TASK PROMPT. Transcribe all of the listing below in full.

┌─ RECORDS SHOWN

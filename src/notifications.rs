//! The notification inbox.

use serde_json::{Value, json};

use crate::{
    AppResult, Client,
    graphql::{GraphQlRequest, Operation, PageRequest, SortDirection},
    model::{Notification, NotificationKind},
    reconcile::{Order, Reconciler, Resolved, Source},
};

/// Notifications addressed to one user, newest first.
#[derive(Debug, Clone, PartialEq, Eq)]
pub struct InboxScope {
    pub receiver_id: String,
}

impl InboxScope {
    pub fn for_user(client: &Client) -> Self {
        Self {
            receiver_id: client.user_id().to_owned(),
        }
    }
}

impl Source for InboxScope {
    type Item = Notification;

    fn order(&self) -> Order {
        Order::NewestFirst
    }

    fn list(&self, page: &PageRequest) -> GraphQlRequest {
        GraphQlRequest::new(
            Operation::NotificationsByReceiverId,
            json!({ "receiverID": self.receiver_id, "sortDirection": SortDirection::Desc }),
        )
        .paged(page)
    }

    fn subscription(&self) -> Option<GraphQlRequest> {
        Some(GraphQlRequest::new(
            Operation::OnCreateNotification,
            json!({ "filter": { "receiverID": { "eq": self.receiver_id } } }),
        ))
    }

    fn admits(&self, notification: &Notification) -> bool {
        notification.receiver_id == self.receiver_id
    }
}

/// Marks a notification read on the backend, then in `inbox`.
pub async fn mark_read(client: &Client, inbox: &mut Reconciler<Notification>, id: &str) -> AppResult<()> {
    if inbox.get(id).is_some_and(|n| n.record.is_read) {
        return Ok(());
    }

    let result: AppResult<Value> = client
        .run(GraphQlRequest::new(
            Operation::UpdateNotification,
            json!({ "input": { "id": id, "isRead": true } }),
        ))
        .await;
    match result {
        Ok(_) => {
            inbox.patch(id, |n| n.is_read = true);
            Ok(())
        }
        Err(err) => {
            client.notices.mutation_failed("mark this notification as read", &err);
            Err(err)
        }
    }
}

pub fn unread_count(inbox: &Reconciler<Notification>) -> usize {
    inbox.items().iter().filter(|n| !n.record.is_read).count()
}

/// One-line text for a notification, naming whoever caused it.
pub fn describe(notification: &Resolved<Notification>) -> String {
    let who = &notification.owner.username;
    match notification.record.kind {
        NotificationKind::Like => format!("{who} liked your post"),
        NotificationKind::Comment => format!("{who} commented on your post"),
        NotificationKind::Follow => format!("{who} started following you"),
        NotificationKind::Message => format!("{who} sent you a message"),
    }
}
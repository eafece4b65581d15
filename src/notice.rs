use tokio::sync::broadcast;

use crate::AppError;

#[derive(Debug, Clone, Copy, PartialEq, Eq)]
pub enum NoticeKind {
    /// A create/update/delete did not go through; local state was restored.
    MutationFailed,
    /// Input rejected before anything was sent.
    Invalid,
}

/// A transient message for the user (a toast).
#[derive(Debug, Clone, PartialEq, Eq)]
pub struct Notice {
    pub kind: NoticeKind,
    pub action: &'static str,
    pub message: String,
}

/// Fan-out of user-facing notices to whatever is rendering them.
#[derive(Clone)]
pub struct Notices {
    tx: broadcast::Sender<Notice>,
}

impl Default for Notices {
    fn default() -> Self {
        Self::new()
    }
}

impl Notices {
    pub fn new() -> Self {
        Self { tx: broadcast::channel(64).0 }
    }

    pub fn subscribe(&self) -> broadcast::Receiver<Notice> {
        self.tx.subscribe()
    }

    pub fn mutation_failed(&self, action: &'static str, err: &AppError) {
        tracing::warn!(action, error = %err, "mutation failed");
        self.publish(Notice {
            kind: NoticeKind::MutationFailed,
            action,
            message: format!("Couldn't {action}. Please try again."),
        });
    }

    pub fn invalid(&self, action: &'static str, message: impl Into<String>) {
        self.publish(Notice {
            kind: NoticeKind::Invalid,
            action,
            message: message.into(),
        });
    }

    fn publish(&self, notice: Notice) {
        if self.tx.send(notice).is_err() {
            tracing::debug!("notice dropped, nobody is listening");
        }
    }
}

└─

SOLUTION TO THIS EXERCISE.
filename src/notifications.rs
//! The notification inbox.

use serde_json::{Value, json};

use crate::{
    AppResult, Client,
    graphql::{GraphQlRequest, Operation, PageRequest, SortDirection},
    model::{Notification, NotificationKind},
    reconcile::{Order, Reconciler, Resolved, Source},
};

/// Notifications addressed to one user, newest first.
#[derive(Debug, Clone, PartialEq, Eq)]
pub struct InboxScope {
    pub receiver_id: String,
}

impl InboxScope {
    pub fn for_user(client: &Client) -> Self {
        Self {
            receiver_id: client.user_id().to_owned(),
        }
    }
}

impl Source for InboxScope {
    type Item = Notification;

    fn order(&self) -> Order {
        Order::NewestFirst
    }

    fn list(&self, page: &PageRequest) -> GraphQlRequest {
        GraphQlRequest::new(
            Operation::NotificationsByReceiverId,
            json!({ "receiverID": self.receiver_id, "sortDirection": SortDirection::Desc }),
        )
        .paged(page)
    }

    fn subscription(&self) -> Option<GraphQlRequest> {
        Some(GraphQlRequest::new(
            Operation::OnCreateNotification,
            json!({ "filter": { "receiverID": { "eq": self.receiver_id } } }),
        ))
    }

    fn admits(&self, notification: &Notification) -> bool {
        notification.receiver_id == self.receiver_id
    }
}

/// Marks a notification read on the backend, then in `inbox`.
pub async fn mark_read(client: &Client, inbox: &mut Reconciler<Notification>, id: &str) -> AppResult<()> {
    if inbox.get(id).is_some_and(|n| n.record.is_read) {
        return Ok(());
    }

    let result: AppResult<Value> = client
        .run(GraphQlRequest::new(
            Operation::UpdateNotification,
            json!({ "input": { "id": id, "isRead": true } }),
        ))
        .await;
    match result {
        Ok(_) => {
            inbox.patch(id, |n| n.is_read = true);
            Ok(())
        }
        Err(err) => {
            client.notices.mutation_failed("mark this notification as read", &err);
            Err(err)
        }
    }
}

pub fn unread_count(inbox: &Reconciler<Notification>) -> usize {
    inbox.items().iter().filter(|n| !n.record.is_read).count()
}

/// One-line text for a notification, naming whoever caused it.
pub fn describe(notification: &Resolved<Notification>) -> String {
    let who = &notification.owner.username;
    match notification.record.kind {
        NotificationKind::Like => format!("{who} liked your post"),
        NotificationKind::Comment => format!("{who} commented on your post"),
        NotificationKind::Follow => format!("{who} started following you"),
        NotificationKind::Message => format!("{who} sent you a message"),
    }
}
repository eafece4b65581d15
filename src/notice.rs
use tokio::sync::broadcast;

use crate::AppError;

#[derive(Debug, Clone, Copy, PartialEq, Eq)]
pub enum NoticeKind {
    /// A create/update/delete did not go through; local state was restored.
    MutationFailed,
    /// Input rejected before anything was sent.
    Invalid,
}

/// A transient message for the user (a toast).
#[derive(Debug, Clone, PartialEq, Eq)]
pub struct Notice {
    pub kind: NoticeKind,
    pub action: &'static str,
    pub message: String,
}

/// Fan-out of user-facing notices to whatever is rendering them.
#[derive(Clone)]
pub struct Notices {
    tx: broadcast::Sender<Notice>,
}

impl Default for Notices {
    fn default() -> Self {
        Self::new()
    }
}

impl Notices {
    pub fn new() -> Self {
        Self { tx: broadcast::channel(64).0 }
    }

    pub fn subscribe(&self) -> broadcast::Receiver<Notice> {
        self.tx.subscribe()
    }

    pub fn mutation_failed(&self, action: &'static str, err: &AppError) {
        tracing::warn!(action, error = %err, "mutation failed");
        self.publish(Notice {
            kind: NoticeKind::MutationFailed,
            action,
            message: format!("Couldn't {action}. Please try again."),
        });
    }

    pub fn invalid(&self, action: &'static str, message: impl Into<String>) {
        self.publish(Notice {
            kind: NoticeKind::Invalid,
            action,
            message: message.into(),
        });
    }

    fn publish(&self, notice: Notice) {
        if self.tx.send(notice).is_err() {
            tracing::debug!("notice dropped, nobody is listening");
        }
    }
}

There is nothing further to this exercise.